Super cyclone Yasa flattened entire villages as it tore through Fiji, aid agencies said Friday, with one person reported dead as rescue workers raced to the worst-hit communities in isolated areas of Pacific island nation.

Yasa made landfall late Thursday as a top-of-the-scale Category Five cyclone, lashing Fiji's second-largest island, Vanua Levu, with wind gusts of up to 345 kilometres an hour (210 miles an hour).

The storm triggered floods, landslides and blackouts before moving out to sea early Friday, where it rapidly weakened to a Category Three system.

Fiji
A Fijian boy carries a bag to a temporary shelter to avoid strong damaging winds from super cyclone Yasa in the capital city of Suva on December 17, 2020 Photo: AFP / Leon LORD

Zalim Hussein of Savusavu, a small town of a few thousand people on Vanua Levu, said he feared for his life sheltering at home in the dark as screeching winds ripped apart houses around him.

"I could hear roofs of neighbouring houses flying, trees falling and branches breaking outside and big waves crushing on the shore," he told AFP.

"We were all scared for our lives and I thought at one point we'd lose our home.
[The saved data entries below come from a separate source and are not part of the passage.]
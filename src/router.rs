//! Routes free-text questions onto one of seven fixed query templates.
//!
//! Classification is an ordered rule cascade over the lowercased question
//! text: the first predicate that matches selects the template, and only
//! that template's query runs. Rules are substring checks, not exclusive
//! parsing; "what are my top products by channel" routes to top products
//! because that rule is tested before the channel rule.

use std::fmt;

use chrono::NaiveDate;
use serde::Serialize;

use crate::{
    aggregate::{SortDirection, TopOptions},
    cleaned::CleanedView,
    value,
};

/// Rows carried by a templated answer table.
pub const TEMPLATE_ROW_LIMIT: usize = 5;

#[derive(Debug, Clone, Copy, PartialEq, Eq, Serialize)]
#[serde(rename_all = "snake_case")]
pub enum Template {
    TopProducts,
    Channels,
    Geo,
    Anomalies,
    MomGrowth,
    YoyGrowth,
    Summary,
}

impl Template {
    pub fn as_str(&self) -> &'static str {
        match self {
            Template::TopProducts => "top_products",
            Template::Channels => "channels",
            Template::Geo => "geo",
            Template::Anomalies => "anomalies",
            Template::MomGrowth => "mom_growth",
            Template::YoyGrowth => "yoy_growth",
            Template::Summary => "summary",
        }
    }
}

impl fmt::Display for Template {
    fn fmt(&self, f: &mut fmt::Formatter<'_>) -> fmt::Result {
        write!(f, "{}", self.as_str())
    }
}

/// A routed question: the selected template and its answer table, ready
/// for the downstream text-generation boundary.
#[derive(Debug, Clone, Serialize)]
pub struct RoutedAnswer {
    pub template: Template,
    pub headers: Vec<String>,
    pub rows: Vec<Vec<String>>,
}

type Predicate = fn(&str) -> bool;

fn wants_top_products(q: &str) -> bool {
    q.contains("top") && q.contains("product")
}

fn wants_channels(q: &str) -> bool {
    q.contains("channel")
}

fn wants_geo(q: &str) -> bool {
    q.contains("state") || q.contains("city") || q.contains("geo")
}

fn wants_anomalies(q: &str) -> bool {
    q.contains("anomaly") || q.contains("outlier")
}

fn wants_mom(q: &str) -> bool {
    q.contains("mom") || q.contains("month") || q.contains("growth")
}

fn wants_yoy(q: &str) -> bool {
    q.contains("yoy") || q.contains("year")
}

// Checked in order; the first match wins and short-circuits the rest.
// Extend by appending a (predicate, template) pair, not by touching
// call sites.
const ROUTING_RULES: &[(Predicate, Template)] = &[
    (wants_top_products, Template::TopProducts),
    (wants_channels, Template::Channels),
    (wants_geo, Template::Geo),
    (wants_anomalies, Template::Anomalies),
    (wants_mom, Template::MomGrowth),
    (wants_yoy, Template::YoyGrowth),
];

/// Selects the template for a question without running any query.
pub fn classify(question: &str) -> Template {
    let normalized = question.trim().to_ascii_lowercase();
    for (predicate, template) in ROUTING_RULES {
        if predicate(&normalized) {
            return *template;
        }
    }
    Template::Summary
}

/// Classifies the question and executes the selected template's query
/// against the view. Each template runs its own independent query.
pub fn route(view: &CleanedView, question: &str, today: NaiveDate) -> RoutedAnswer {
    match classify(question) {
        Template::TopProducts => top_products_table(view),
        Template::Channels => channels_table(view),
        Template::Geo => geo_table(view),
        Template::Anomalies => anomalies_table(view),
        Template::MomGrowth => mom_growth_table(view),
        Template::YoyGrowth => yoy_growth_table(view),
        Template::Summary => summary_table(view, today),
    }
}

fn headers(names: &[&str]) -> Vec<String> {
    names.iter().map(|name| name.to_string()).collect()
}

fn top_products_table(view: &CleanedView) -> RoutedAnswer {
    let options = TopOptions {
        limit: TEMPLATE_ROW_LIMIT,
        offset: 0,
        direction: SortDirection::Desc,
    };
    let rows = view
        .top_products(&options)
        .into_iter()
        .map(|row| {
            vec![
                row.product,
                value::format_amount(row.revenue),
                value::format_quantity(row.quantity),
            ]
        })
        .collect();
    RoutedAnswer {
        template: Template::TopProducts,
        headers: headers(&["product", "revenue", "quantity"]),
        rows,
    }
}

fn channels_table(view: &CleanedView) -> RoutedAnswer {
    let rows = view
        .channel_breakdown()
        .into_iter()
        .take(TEMPLATE_ROW_LIMIT)
        .map(|row| {
            vec![
                row.channel,
                value::format_amount(row.revenue),
                value::format_quantity(row.quantity),
            ]
        })
        .collect();
    RoutedAnswer {
        template: Template::Channels,
        headers: headers(&["channel", "revenue", "quantity"]),
        rows,
    }
}

fn geo_table(view: &CleanedView) -> RoutedAnswer {
    let rows = view
        .geo_breakdown()
        .into_iter()
        .take(TEMPLATE_ROW_LIMIT)
        .map(|row| {
            vec![
                row.state.unwrap_or_default(),
                row.city.unwrap_or_default(),
                value::format_amount(row.revenue),
                value::format_quantity(row.quantity),
            ]
        })
        .collect();
    RoutedAnswer {
        template: Template::Geo,
        headers: headers(&["state", "city", "revenue", "quantity"]),
        rows,
    }
}

fn anomalies_table(view: &CleanedView) -> RoutedAnswer {
    // Top days by |z| regardless of the dashboard's anomaly threshold.
    let rows = view
        .daily_zscores()
        .into_iter()
        .take(TEMPLATE_ROW_LIMIT)
        .map(|anomaly| {
            vec![
                anomaly.day.format("%Y-%m-%d").to_string(),
                value::format_amount(anomaly.revenue),
                format!("{:.2}", anomaly.zscore),
            ]
        })
        .collect();
    RoutedAnswer {
        template: Template::Anomalies,
        headers: headers(&["day", "revenue", "zscore"]),
        rows,
    }
}

fn mom_growth_table(view: &CleanedView) -> RoutedAnswer {
    let mut months = view.monthly_series();
    months.reverse();
    let rows = months
        .into_iter()
        .take(2)
        .map(|point| {
            vec![
                point.bucket.format("%Y-%m").to_string(),
                value::format_amount(point.revenue),
            ]
        })
        .collect();
    RoutedAnswer {
        template: Template::MomGrowth,
        headers: headers(&["month", "revenue"]),
        rows,
    }
}

fn yoy_growth_table(view: &CleanedView) -> RoutedAnswer {
    let mut years = view.yearly_revenue();
    years.reverse();
    let rows = years
        .into_iter()
        .take(2)
        .map(|(year, revenue)| vec![year.to_string(), value::format_amount(revenue)])
        .collect();
    RoutedAnswer {
        template: Template::YoyGrowth,
        headers: headers(&["year", "revenue"]),
        rows,
    }
}

fn summary_table(view: &CleanedView, today: NaiveDate) -> RoutedAnswer {
    let headers = headers(&[
        "total_revenue",
        "total_quantity",
        "rows",
        "min_date",
        "max_date",
        "mom_growth",
        "yoy_growth",
    ]);
    let rows = if view.is_empty() {
        Vec::new()
    } else {
        let summary = view.summary_at(today);
        vec![vec![
            value::format_amount(summary.total_revenue),
            value::format_quantity(summary.total_quantity),
            summary.row_count.to_string(),
            summary
                .min_date
                .map(|ts| value::format_timestamp(&ts))
                .unwrap_or_default(),
            summary
                .max_date
                .map(|ts| value::format_timestamp(&ts))
                .unwrap_or_default(),
            value::format_ratio(summary.mom_growth_pct),
            value::format_ratio(summary.yoy_growth_pct),
        ]]
    };
    RoutedAnswer {
        template: Template::Summary,
        headers,
        rows,
    }
}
In my 65 years, I've never seen anything like this."

Fijian refugees
A Fijian family takes refuge in a temporary shelter during super cyclone Yasa in the capital city of Suva on December 17, 2020 Photo: AFP / Leon LORD

The Fiji Broadcasting Corporation reported at least one death, a 46-year-old farmer from the Labasa region of Vanua Levu, who died when a wall of his house collapsed on top of him.
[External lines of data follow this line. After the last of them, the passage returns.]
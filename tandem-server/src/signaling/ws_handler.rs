use crate::{RelayCommand, SignalingService};
use axum::extract::ws::{Message, WebSocket};
use axum::extract::{Query, State, WebSocketUpgrade};
use axum::response::IntoResponse;
use futures::{SinkExt, StreamExt};
use serde::Deserialize;
use tandem_core::EndpointId;
use tokio::sync::mpsc;
use tracing::{error, info, warn};

#[derive(Debug, Default, Deserialize)]
pub struct ConnectParams {
    pub name: Option<String>,
}

pub async fn ws_handler(
    ws: WebSocketUpgrade,
    Query(params): Query<ConnectParams>,
    State(service): State<SignalingService>,
) -> impl IntoResponse {
    ws.on_upgrade(move |socket| handle_socket(socket, params.name, service))
}

async fn handle_socket(socket: WebSocket, display_name: Option<String>, service: SignalingService) {
    let endpoint_id = EndpointId::new();
    info!("New WebSocket connection: {}", endpoint_id);

    let (mut sender, mut receiver) = socket.split();
    let (tx, mut rx) = mpsc::unbounded_channel();

    service.add_connection(endpoint_id, tx);

    let connect = RelayCommand::Connect {
        endpoint_id,
        display_name,
    };
    if let Err(e) = service.relay_tx.send(connect).await {
        error!("Relay died: {}", e);
        service.remove_connection(&endpoint_id);
        return;
    }

    let mut send_task = tokio::spawn(async move {
        while let Some(msg) = rx.recv().await {
            if sender.send(msg).await.is_err() {
                break;
            }
        }
    });

    let mut recv_task = tokio::spawn({
        let service = service.clone();

        async move {
            while let Some(Ok(msg)) = receiver.next().await {
                match msg {
                    Message::Text(text) => {
                        let cmd = RelayCommand::Frame {
                            endpoint_id,
                            text: text.as_str().to_owned(),
                        };
                        if let Err(e) = service.relay_tx.send(cmd).await {
                            error!("Relay died: {}", e);
                            break;
                        }
                    }
                    Message::Binary(_) => {
                        warn!("Dropping binary frame from {}", endpoint_id);
                    }
                    Message::Close(_) => break,
                    _ => {}
                }
            }
        }
    });

    tokio::select! {
        _ = (&mut send_task) => recv_task.abort(),
        _ = (&mut recv_task) => send_task.abort(),
    };

    // Frames already read were queued ahead of this, so they are routed first.
    service.remove_connection(&endpoint_id);
    let _ = service
        .relay_tx
        .send(RelayCommand::Disconnect { endpoint_id })
        .await;
    info!("WebSocket disconnected: {}", endpoint_id);
}
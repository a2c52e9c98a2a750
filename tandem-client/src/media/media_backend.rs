use crate::error::MediaError;
use async_trait::async_trait;
use std::fmt;
use tandem_core::{IceCandidate, SessionDescription};

#[derive(Debug, Clone, Copy, PartialEq, Eq, Hash)]
pub enum TrackKind {
    Audio,
    Video,
}

impl fmt::Display for TrackKind {
    fn fmt(&self, f: &mut fmt::Formatter<'_>) -> fmt::Result {
        match self {
            TrackKind::Audio => f.write_str("audio"),
            TrackKind::Video => f.write_str("video"),
        }
    }
}

/// Which local tracks to capture, and whether they start enabled.
#[derive(Debug, Clone, Copy, PartialEq, Eq)]
pub struct MediaConstraints {
    pub audio: bool,
    pub video: bool,
}

impl MediaConstraints {
    pub fn enabled(&self, kind: TrackKind) -> bool {
        match kind {
            TrackKind::Audio => self.audio,
            TrackKind::Video => self.video,
        }
    }
}

impl Default for MediaConstraints {
    fn default() -> Self {
        Self {
            audio: true,
            video: true,
        }
    }
}

/// A candidate gathered by the local stack, stamped with the acquisition
/// that produced it.
#[derive(Debug, Clone, PartialEq)]
pub struct LocalCandidate {
    pub session: u64,
    pub candidate: IceCandidate,
}

/// The real-time media stack a call drives.
///
/// One acquisition covers one call: `acquire` opens the local session and its
/// tracks, `release` tears all of it down. Descriptor methods return what the
/// backend applied as its local description.
#[async_trait]
pub trait MediaBackend: Send {
    async fn acquire(&mut self, constraints: MediaConstraints) -> Result<(), MediaError>;

    async fn create_offer(&mut self) -> Result<SessionDescription, MediaError>;

    async fn apply_remote_description(
        &mut self,
        description: SessionDescription,
    ) -> Result<(), MediaError>;

    async fn create_answer(&mut self) -> Result<SessionDescription, MediaError>;

    async fn add_ice_candidate(&mut self, candidate: IceCandidate) -> Result<(), MediaError>;

    async fn set_track_enabled(&mut self, kind: TrackKind, enabled: bool)
    -> Result<(), MediaError>;

    async fn release(&mut self) -> Result<(), MediaError>;

    /// Current acquisition; changes on every `acquire`.
    fn session(&self) -> u64;
}
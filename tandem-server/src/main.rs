use anyhow::{Context, Result};
use tandem_server::{RelayConfig, SignalingService, router};
use tokio::net::TcpListener;
use tracing::info;
use tracing_subscriber::EnvFilter;

#[tokio::main]
async fn main() -> Result<()> {
    tracing_subscriber::fmt()
        .with_env_filter(
            EnvFilter::try_from_default_env().unwrap_or_else(|_| EnvFilter::new("info")),
        )
        .init();

    let config = RelayConfig::from_env().context("Failed to read relay configuration")?;

    let service = SignalingService::spawn(config.command_buffer);
    let app = router(service);

    let addr = config.bind_addr();
    let listener = TcpListener::bind(addr)
        .await
        .with_context(|| format!("Failed to bind {}", addr))?;
    info!("Signaling relay listening on http://{}", addr);

    axum::serve(listener, app).await.context("Relay server failed")?;
    Ok(())
}
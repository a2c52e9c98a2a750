use crate::relay::endpoint::Endpoint;
use crate::relay::relay_command::RelayCommand;
use crate::room::RoomRegistry;
use crate::signaling::SignalingOutput;
use std::collections::HashMap;
use std::sync::Arc;
use tandem_core::{EndpointId, Envelope, Signal, SignalKind};
use tokio::sync::mpsc;
use tracing::{debug, error, info, warn};

/// The signaling relay actor.
///
/// Owns the connection table and the room registry; all mutation happens on this
/// one task, so nothing here needs a lock. Payloads are forwarded, never read.
pub struct Relay {
    registry: RoomRegistry,
    connections: HashMap<EndpointId, Endpoint>,
    command_rx: mpsc::Receiver<RelayCommand>,
    output: Arc<dyn SignalingOutput>,
}

impl Relay {
    pub fn new(command_rx: mpsc::Receiver<RelayCommand>, output: Arc<dyn SignalingOutput>) -> Self {
        Self {
            registry: RoomRegistry::new(),
            connections: HashMap::new(),
            command_rx,
            output,
        }
    }

    pub async fn run(mut self) {
        info!("Relay event loop started");

        while let Some(cmd) = self.command_rx.recv().await {
            self.handle_command(cmd).await;
        }

        info!("Command channel closed. Relay event loop finished");
    }

    async fn handle_command(&mut self, cmd: RelayCommand) {
        match cmd {
            RelayCommand::Connect {
                endpoint_id,
                display_name,
            } => self.on_connect(endpoint_id, display_name).await,

            RelayCommand::Frame { endpoint_id, text } => {
                if !self.connections.contains_key(&endpoint_id) {
                    debug!("Dropping frame from unknown endpoint {}", endpoint_id);
                    return;
                }
                match Envelope::parse(&text) {
                    Ok(envelope) => self.dispatch(endpoint_id, envelope).await,
                    Err(e) => warn!("Malformed envelope from {}: {}", endpoint_id, e),
                }
            }

            RelayCommand::Disconnect { endpoint_id } => self.on_disconnect(endpoint_id).await,

            RelayCommand::ListRooms { reply } => {
                let _ = reply.send(self.registry.summaries());
            }
        }
    }

    async fn dispatch(&mut self, sender: EndpointId, envelope: Envelope) {
        match envelope.kind {
            SignalKind::Join => self.on_join(sender, envelope).await,
            SignalKind::Leave => self.on_leave(sender, envelope).await,
            SignalKind::Offer
            | SignalKind::Answer
            | SignalKind::IceCandidate
            | SignalKind::ChatMessage
            | SignalKind::EndCall => self.route(sender, &envelope).await,
            SignalKind::Welcome => warn!("Endpoint {} sent a relay-only event", sender),
        }
    }

    async fn on_connect(&mut self, endpoint_id: EndpointId, display_name: Option<String>) {
        let endpoint = Endpoint::new(endpoint_id, display_name);
        info!("Endpoint connected: {}", endpoint);
        self.connections.insert(endpoint_id, endpoint);

        match serde_json::to_string(&Signal::Welcome { id: endpoint_id }) {
            Ok(json) => self.output.deliver(endpoint_id, json).await,
            Err(e) => error!("Failed to serialize welcome: {}", e),
        }
    }

    async fn on_join(&mut self, sender: EndpointId, envelope: Envelope) {
        let room = envelope.room.clone();

        if let Some(previous) = self.registry.join(sender, room.clone()) {
            info!("Endpoint {} moved out of room '{}'", sender, previous);
            self.route(sender, &Envelope::new(SignalKind::Leave, previous))
                .await;
        }
        if let Some(endpoint) = self.connections.get_mut(&sender) {
            info!("Endpoint {} joined room '{}'", endpoint, room);
            endpoint.room = Some(room);
        }

        self.route(sender, &envelope).await;
    }

    async fn on_leave(&mut self, sender: EndpointId, envelope: Envelope) {
        self.route(sender, &envelope).await;

        if self.registry.leave(sender, &envelope.room) {
            info!("Endpoint {} left room '{}'", sender, envelope.room);
            if let Some(endpoint) = self.connections.get_mut(&sender) {
                endpoint.room = None;
            }
        }
    }

    async fn on_disconnect(&mut self, endpoint_id: EndpointId) {
        let Some(endpoint) = self.connections.remove(&endpoint_id) else {
            return;
        };
        info!("Endpoint disconnected: {}", endpoint);

        let Some(room) = self.registry.remove_endpoint(endpoint_id) else {
            return;
        };
        self.route(endpoint_id, &Envelope::new(SignalKind::Leave, room))
            .await;
    }

    /// Delivers a copy of `envelope` to every member of its room except `sender`.
    async fn route(&self, sender: EndpointId, envelope: &Envelope) {
        let recipients: Vec<EndpointId> = self
            .registry
            .members(&envelope.room)
            .into_iter()
            .filter(|id| *id != sender)
            .collect();

        if recipients.is_empty() {
            debug!(
                "No recipients for '{}' from {} in room '{}'",
                envelope.kind, sender, envelope.room
            );
            return;
        }

        let text = match envelope.delivery(sender) {
            Ok(text) => text,
            Err(e) => {
                error!("Failed to render '{}' delivery: {}", envelope.kind, e);
                return;
            }
        };

        debug!(
            "Routing '{}' from {} to {} member(s) of '{}'",
            envelope.kind,
            sender,
            recipients.len(),
            envelope.room
        );
        for recipient in recipients {
            self.output.deliver(recipient, text.clone()).await;
        }
    }
}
Most dwellings in rural Fiji are made from timber and corrugated iron sheeting, and Save the Children's Fiji chief Shairana Ali said they were not made to withstand winds like those unleashed by Yasa.
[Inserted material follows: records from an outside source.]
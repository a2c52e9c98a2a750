use std::time::Duration;

pub const DEFAULT_STUN_ADDR: &str = "stun:stun.l.google.com:19302";

pub const DEFAULT_PORT: u16 = 3000;

/// Connection attempts a client makes before giving up on the relay.
pub const DEFAULT_RECONNECT_ATTEMPTS: u32 = 5;

pub const DEFAULT_CONNECT_TIMEOUT: Duration = Duration::from_secs(5);
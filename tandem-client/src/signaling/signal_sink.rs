use crate::error::ClientError;
use async_trait::async_trait;
use tandem_core::Signal;
use tokio::sync::mpsc;
use tokio_tungstenite::tungstenite::Message;

/// Where outgoing signals go. The relay connection in production.
#[async_trait]
pub trait SignalSink: Send + Sync {
    async fn send(&self, signal: Signal) -> Result<(), ClientError>;
}

/// Queues signals onto a relay connection's writer task.
#[derive(Clone)]
pub struct WsSignalSink {
    tx: mpsc::UnboundedSender<Message>,
}

impl WsSignalSink {
    pub(crate) fn new(tx: mpsc::UnboundedSender<Message>) -> Self {
        Self { tx }
    }
}

#[async_trait]
impl SignalSink for WsSignalSink {
    async fn send(&self, signal: Signal) -> Result<(), ClientError> {
        let json = serde_json::to_string(&signal)?;
        self.tx
            .send(Message::Text(json.into()))
            .map_err(|_| ClientError::Closed)
    }
}
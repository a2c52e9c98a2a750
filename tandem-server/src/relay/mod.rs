mod endpoint;
mod relay;
mod relay_command;

pub use endpoint::*;
pub use relay::*;
pub use relay_command::*;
"There's quite a few villages that are reporting that all homes have been destroyed," she told AFP.

Fiji cyclone
Residents wade through flooded streets in Fiji's capital city of Suva on December 16, 2020, ahead of super cyclone Yasa Photo: AFP / Leon LORD

"Most of these people rely on farming for their livelihood and their crops have been destroyed as well."

The Red Cross said it was scrambling response teams amid "extensive destruction" in Vanua Levu's Bua region and other coastal communities inundated by storm surges.

Cyclone Yasa
Photo: AFP / Laurence CHU

Aid agencies had pre-positioned supplies across the country in anticipation of major disasters during cyclone season, which runs until May.

Fiji's National Disaster Management Office said there were about 24,500 people sheltering in almost 500 evacuation centres across the country.

Authorities had issued dire warnings about the danger posed by the cyclone for most of the week, urging people to find solid structures or flee to higher ground if they live on the coast.

A state of natural disaster was declared on Thursday, giving emergency services sweeping powers to impose curfews and movement restrictions for the next 30 days.

Yasa is the third Category Five storm to hit Fiji since 2016, when Cyclone Winston killed 44 people and destroyed tens of thousands of homes.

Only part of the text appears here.